Nathan, if you want to hold up Parallel Distributed Processing as a “replacement” for the Information Processing model, you should probably call it something like “Radical PDP”. I think you’ll find that most people in psychology consider the network approach to be compatible with the information processing approach, not a competitor to it. Networks very easily fit within the Information Processing picture as parallel processing modules within a serialized pipeline.
Of course, if you are really subscribing to Radical PDP, then that makes for an interesting debate. That would probably mean that every receptor in your body is connected anonymously to a neural soup, which then performs some sort of parallel processing devoid of architecture. It’s a black box approach that reminds me a lot of behaviorism.
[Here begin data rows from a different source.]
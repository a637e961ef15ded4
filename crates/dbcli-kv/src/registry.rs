//! The closed set of value types and what each one looks like as JSON.
//!
//! [`ValueTag`] is the single place that maps store type names to value
//! types. Every per-tag table in this module is an exhaustive `match`, so a
//! new variant cannot be added without deciding its shape, scaffold, store
//! type name and read primitive.

use std::fmt;

use serde::{Deserialize, Serialize};
use serde_json::{json, Value};

use crate::error::{KvError, KvResult, StoreResult};
use crate::raw::RawValue;
use crate::traits::{KeyValueStore, TYPE_NONE};

/// A value type supported by the key-value tools.
#[derive(Clone, Copy, Debug, PartialEq, Eq, Hash, PartialOrd, Ord, Serialize, Deserialize)]
#[serde(rename_all = "snake_case")]
pub enum ValueTag {
    String,
    List,
    Hash,
    Set,
    SortedSet,
    Bitmap,
    HyperLogLogSet,
}

impl ValueTag {
    /// Every supported tag.
    pub const ALL: [ValueTag; 7] = [
        ValueTag::String,
        ValueTag::List,
        ValueTag::Hash,
        ValueTag::Set,
        ValueTag::SortedSet,
        ValueTag::Bitmap,
        ValueTag::HyperLogLogSet,
    ];

    /// The type name a store reports for values of this tag.
    pub fn store_type_name(self) -> &'static str {
        match self {
            ValueTag::String => "string",
            ValueTag::List => "list",
            ValueTag::Hash => "hash",
            ValueTag::Set => "set",
            ValueTag::SortedSet => "zset",
            ValueTag::Bitmap => "bitmap",
            ValueTag::HyperLogLogSet => "hyperloglog",
        }
    }

    /// The short name used by command-line type flags.
    pub fn flag_name(self) -> &'static str {
        match self {
            ValueTag::String => "string",
            ValueTag::List => "list",
            ValueTag::Hash => "hash",
            ValueTag::Set => "set",
            ValueTag::SortedSet => "zset",
            ValueTag::Bitmap => "bits",
            ValueTag::HyperLogLogSet => "hyll",
        }
    }

    /// Parse a command-line type flag name.
    pub fn from_flag_name(name: &str) -> Option<ValueTag> {
        ValueTag::ALL.into_iter().find(|t| t.flag_name() == name)
    }

    /// The tag whose write primitive replaces a value of this tag after an
    /// edit.
    ///
    /// A bitmap is edited as its raw text and written back whole, because a
    /// single `{offset, value}` assignment cannot express every bit.
    pub fn edit_tag(self) -> ValueTag {
        match self {
            ValueTag::Bitmap => ValueTag::String,
            other => other,
        }
    }
}

impl fmt::Display for ValueTag {
    fn fmt(&self, f: &mut fmt::Formatter<'_>) -> fmt::Result {
        f.write_str(self.flag_name())
    }
}

/// The JSON shape a value of some tag takes.
#[derive(Clone, Copy, Debug, PartialEq, Eq)]
pub enum CanonicalShape {
    /// A string (numbers are accepted and stored as their text).
    Scalar,
    /// An array of scalars.
    Sequence,
    /// An object of field to scalar, or an array of `[field, value]` pairs.
    Mapping,
    /// An object of member to numeric score, or an array of `[member, score]`
    /// pairs.
    ScoredMapping,
    /// An object `{"offset": <integer>, "value": 0 | 1}`.
    BitAssignment,
}

impl fmt::Display for CanonicalShape {
    fn fmt(&self, f: &mut fmt::Formatter<'_>) -> fmt::Result {
        let text = match self {
            CanonicalShape::Scalar => "a string or number",
            CanonicalShape::Sequence => "a non-empty array of strings or numbers",
            CanonicalShape::Mapping => "a non-empty object of strings, or an array of [field, value] pairs",
            CanonicalShape::ScoredMapping => {
                "a non-empty object of numeric scores, or an array of [member, score] pairs"
            }
            CanonicalShape::BitAssignment => "an object {\"offset\": <integer>, \"value\": 0 or 1}",
        };
        f.write_str(text)
    }
}

/// The canonical JSON shape for `tag`.
pub fn shape_for(tag: ValueTag) -> CanonicalShape {
    match tag {
        ValueTag::String => CanonicalShape::Scalar,
        ValueTag::List | ValueTag::Set | ValueTag::HyperLogLogSet => CanonicalShape::Sequence,
        ValueTag::Hash => CanonicalShape::Mapping,
        ValueTag::SortedSet => CanonicalShape::ScoredMapping,
        ValueTag::Bitmap => CanonicalShape::BitAssignment,
    }
}

/// Example value presented when creating a new key of `tag`.
pub fn scaffold_for(tag: ValueTag) -> Value {
    match tag {
        ValueTag::String => json!("value"),
        ValueTag::List | ValueTag::Set => json!(["value1", "value2", "value3"]),
        ValueTag::Hash => json!({"key1": "value1", "key2": "value2"}),
        ValueTag::SortedSet => json!({"key1": 1.1, "key2": 1.2}),
        ValueTag::Bitmap => json!({"offset": 1, "value": 1}),
        ValueTag::HyperLogLogSet => json!(["1", "2", "3", "4"]),
    }
}

/// Map a store type name to a tag.
///
/// Streams, geospatial indexes and any name not produced by
/// [`ValueTag::store_type_name`] are rejected as unsupported.
pub fn tag_for_store_type(type_name: &str) -> KvResult<ValueTag> {
    ValueTag::ALL
        .into_iter()
        .find(|t| t.store_type_name() == type_name)
        .ok_or_else(|| KvError::UnsupportedType {
            type_name: type_name.to_string(),
        })
}

/// Determine the tag of the value stored at `key`.
pub fn resolve_tag<S: KeyValueStore + ?Sized>(store: &S, key: &str) -> KvResult<ValueTag> {
    let type_name = store.key_type(key.as_bytes())?;
    if type_name == TYPE_NONE {
        return Err(KvError::KeyNotFound {
            key: key.to_string(),
        });
    }
    tag_for_store_type(&type_name)
}

/// Read the whole value at `key` with the read primitive for `tag`.
pub fn fetch<S: KeyValueStore + ?Sized>(store: &S, tag: ValueTag, key: &str) -> StoreResult<RawValue> {
    let key = key.as_bytes();
    let raw = match tag {
        ValueTag::String | ValueTag::Bitmap | ValueTag::HyperLogLogSet => {
            store.get(key)?.map_or(RawValue::Nil, RawValue::Bytes)
        }
        ValueTag::List => RawValue::byte_array(store.lrange(key, 0, -1)?),
        ValueTag::Set => RawValue::byte_array(store.smembers(key)?),
        ValueTag::Hash => RawValue::Map(
            store
                .hgetall(key)?
                .into_iter()
                .map(|(f, v)| (RawValue::Bytes(f), RawValue::Bytes(v)))
                .collect(),
        ),
        ValueTag::SortedSet => RawValue::Map(
            store
                .zrange_with_scores(key, 0, -1)?
                .into_iter()
                .map(|(m, s)| (RawValue::Bytes(m), RawValue::Float(s)))
                .collect(),
        ),
    };
    Ok(raw)
}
Or maybe you’ll argue that some sort of architecture emerges out of the neural soup. Well, now we’re back at the information processing model, which makes no claim as to how the architecture is implemented, only that a symbolic processing architecture exists.
Throwing the baby out with the bathwater is a common tendency in science, and it’s particularly bad in psychology. People say “this old theory is wrong because of X,Y, and Z, and this new theory handles X, Y, Z, and Q like a champ!” In science we can only critique theories by disproving parts of them, so there is little incentive to say “you know what, this old theory did A, B, and C really well–and it still does!”
But at the end of the day, all models are imperfect–that’s why we call them models. We extract value from a model by using it to tell us something about the world. And both the information processing model and the network model can tell us a lot about cognition.
If you want to see an interesting challenge to the information processing approach see J.J. Gibson’s 1986 The ecological approach to visual perception. That’s an approach that raises some genuine questions about information processing.